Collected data
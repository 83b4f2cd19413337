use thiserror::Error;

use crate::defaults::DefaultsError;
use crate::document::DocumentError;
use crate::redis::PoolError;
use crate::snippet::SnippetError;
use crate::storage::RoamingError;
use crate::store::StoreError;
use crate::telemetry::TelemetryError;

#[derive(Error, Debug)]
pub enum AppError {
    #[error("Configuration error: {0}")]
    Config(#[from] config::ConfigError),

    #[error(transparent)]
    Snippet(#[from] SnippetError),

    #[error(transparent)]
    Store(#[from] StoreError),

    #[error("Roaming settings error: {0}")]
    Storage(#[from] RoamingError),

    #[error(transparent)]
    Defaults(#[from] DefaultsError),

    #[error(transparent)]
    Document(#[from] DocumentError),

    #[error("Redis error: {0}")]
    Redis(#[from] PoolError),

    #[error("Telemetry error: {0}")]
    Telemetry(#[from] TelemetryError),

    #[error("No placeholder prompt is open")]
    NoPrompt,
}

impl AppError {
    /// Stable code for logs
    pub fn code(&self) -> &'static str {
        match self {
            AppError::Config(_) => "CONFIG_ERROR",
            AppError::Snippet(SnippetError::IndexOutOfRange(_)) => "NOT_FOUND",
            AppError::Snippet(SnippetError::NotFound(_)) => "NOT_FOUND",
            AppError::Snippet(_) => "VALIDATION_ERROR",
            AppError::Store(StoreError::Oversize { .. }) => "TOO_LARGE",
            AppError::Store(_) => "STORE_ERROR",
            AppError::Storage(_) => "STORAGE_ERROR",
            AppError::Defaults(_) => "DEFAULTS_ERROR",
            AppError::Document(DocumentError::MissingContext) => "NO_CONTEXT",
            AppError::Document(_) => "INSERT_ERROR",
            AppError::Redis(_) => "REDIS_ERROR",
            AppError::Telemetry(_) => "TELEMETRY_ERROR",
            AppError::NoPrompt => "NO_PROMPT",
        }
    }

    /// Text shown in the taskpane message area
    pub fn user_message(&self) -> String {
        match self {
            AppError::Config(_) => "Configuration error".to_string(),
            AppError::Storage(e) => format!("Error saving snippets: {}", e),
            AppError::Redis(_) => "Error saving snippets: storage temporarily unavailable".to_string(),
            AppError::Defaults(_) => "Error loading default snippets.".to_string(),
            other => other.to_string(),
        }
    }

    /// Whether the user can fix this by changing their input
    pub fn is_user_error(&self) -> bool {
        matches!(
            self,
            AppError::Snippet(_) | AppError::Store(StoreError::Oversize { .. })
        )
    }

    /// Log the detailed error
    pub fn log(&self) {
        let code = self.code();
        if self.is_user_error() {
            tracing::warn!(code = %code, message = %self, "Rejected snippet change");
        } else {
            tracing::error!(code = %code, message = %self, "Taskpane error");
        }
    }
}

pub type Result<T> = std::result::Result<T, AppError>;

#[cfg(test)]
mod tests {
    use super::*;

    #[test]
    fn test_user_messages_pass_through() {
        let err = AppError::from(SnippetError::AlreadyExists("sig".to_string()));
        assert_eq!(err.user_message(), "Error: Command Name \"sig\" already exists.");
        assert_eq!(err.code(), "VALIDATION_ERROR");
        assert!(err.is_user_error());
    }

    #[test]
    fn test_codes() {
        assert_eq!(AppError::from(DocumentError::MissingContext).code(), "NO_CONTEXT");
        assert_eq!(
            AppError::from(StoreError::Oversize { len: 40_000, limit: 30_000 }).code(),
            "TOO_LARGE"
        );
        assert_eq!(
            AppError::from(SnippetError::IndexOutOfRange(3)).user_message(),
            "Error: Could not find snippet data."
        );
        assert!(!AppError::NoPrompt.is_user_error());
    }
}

EXERCISE INSTRUCTIONS
Each of the records shown above needs to be repeated exactly.

REPLY TO THE TASK
repository 83b4f2cd19413337
use thiserror::Error;

use crate::defaults::DefaultsError;
use crate::document::DocumentError;
use crate::redis::PoolError;
use crate::snippet::SnippetError;
use crate::storage::RoamingError;
use crate::store::StoreError;
use crate::telemetry::TelemetryError;

#[derive(Error, Debug)]
pub enum AppError {
    #[error("Configuration error: {0}")]
    Config(#[from] config::ConfigError),

    #[error(transparent)]
    Snippet(#[from] SnippetError),

    #[error(transparent)]
    Store(#[from] StoreError),

    #[error("Roaming settings error: {0}")]
    Storage(#[from] RoamingError),

    #[error(transparent)]
    Defaults(#[from] DefaultsError),

    #[error(transparent)]
    Document(#[from] DocumentError),

    #[error("Redis error: {0}")]
    Redis(#[from] PoolError),

    #[error("Telemetry error: {0}")]
    Telemetry(#[from] TelemetryError),

    #[error("No placeholder prompt is open")]
    NoPrompt,
}

impl AppError {
    /// Stable code for logs
    pub fn code(&self) -> &'static str {
        match self {
            AppError::Config(_) => "CONFIG_ERROR",
            AppError::Snippet(SnippetError::IndexOutOfRange(_)) => "NOT_FOUND",
            AppError::Snippet(SnippetError::NotFound(_)) => "NOT_FOUND",
            AppError::Snippet(_) => "VALIDATION_ERROR",
            AppError::Store(StoreError::Oversize { .. }) => "TOO_LARGE",
            AppError::Store(_) => "STORE_ERROR",
            AppError::Storage(_) => "STORAGE_ERROR",
            AppError::Defaults(_) => "DEFAULTS_ERROR",
            AppError::Document(DocumentError::MissingContext) => "NO_CONTEXT",
            AppError::Document(_) => "INSERT_ERROR",
            AppError::Redis(_) => "REDIS_ERROR",
            AppError::Telemetry(_) => "TELEMETRY_ERROR",
            AppError::NoPrompt => "NO_PROMPT",
        }
    }

    /// Text shown in the taskpane message area
    pub fn user_message(&self) -> String {
        match self {
            AppError::Config(_) => "Configuration error".to_string(),
            AppError::Storage(e) => format!("Error saving snippets: {}", e),
            AppError::Redis(_) => "Error saving snippets: storage temporarily unavailable".to_string(),
            AppError::Defaults(_) => "Error loading default snippets.".to_string(),
            other => other.to_string(),
        }
    }

    /// Whether the user can fix this by changing their input
    pub fn is_user_error(&self) -> bool {
        matches!(
            self,
            AppError::Snippet(_) | AppError::Store(StoreError::Oversize { .. })
        )
    }

    /// Log the detailed error
    pub fn log(&self) {
        let code = self.code();
        if self.is_user_error() {
            tracing::warn!(code = %code, message = %self, "Rejected snippet change");
        } else {
            tracing::error!(code = %code, message = %self, "Taskpane error");
        }
    }
}

pub type Result<T> = std::result::Result<T, AppError>;

#[cfg(test)]
mod tests {
    use super::*;

    #[test]
    fn test_user_messages_pass_through() {
        let err = AppError::from(SnippetError::AlreadyExists("sig".to_string()));
        assert_eq!(err.user_message(), "Error: Command Name \"sig\" already exists.");
        assert_eq!(err.code(), "VALIDATION_ERROR");
        assert!(err.is_user_error());
    }

    #[test]
    fn test_codes() {
        assert_eq!(AppError::from(DocumentError::MissingContext).code(), "NO_CONTEXT");
        assert_eq!(
            AppError::from(StoreError::Oversize { len: 40_000, limit: 30_000 }).code(),
            "TOO_LARGE"
        );
        assert_eq!(
            AppError::from(SnippetError::IndexOutOfRange(3)).user_message(),
            "Error: Could not find snippet data."
        );
        assert!(!AppError::NoPrompt.is_user_error());
    }
}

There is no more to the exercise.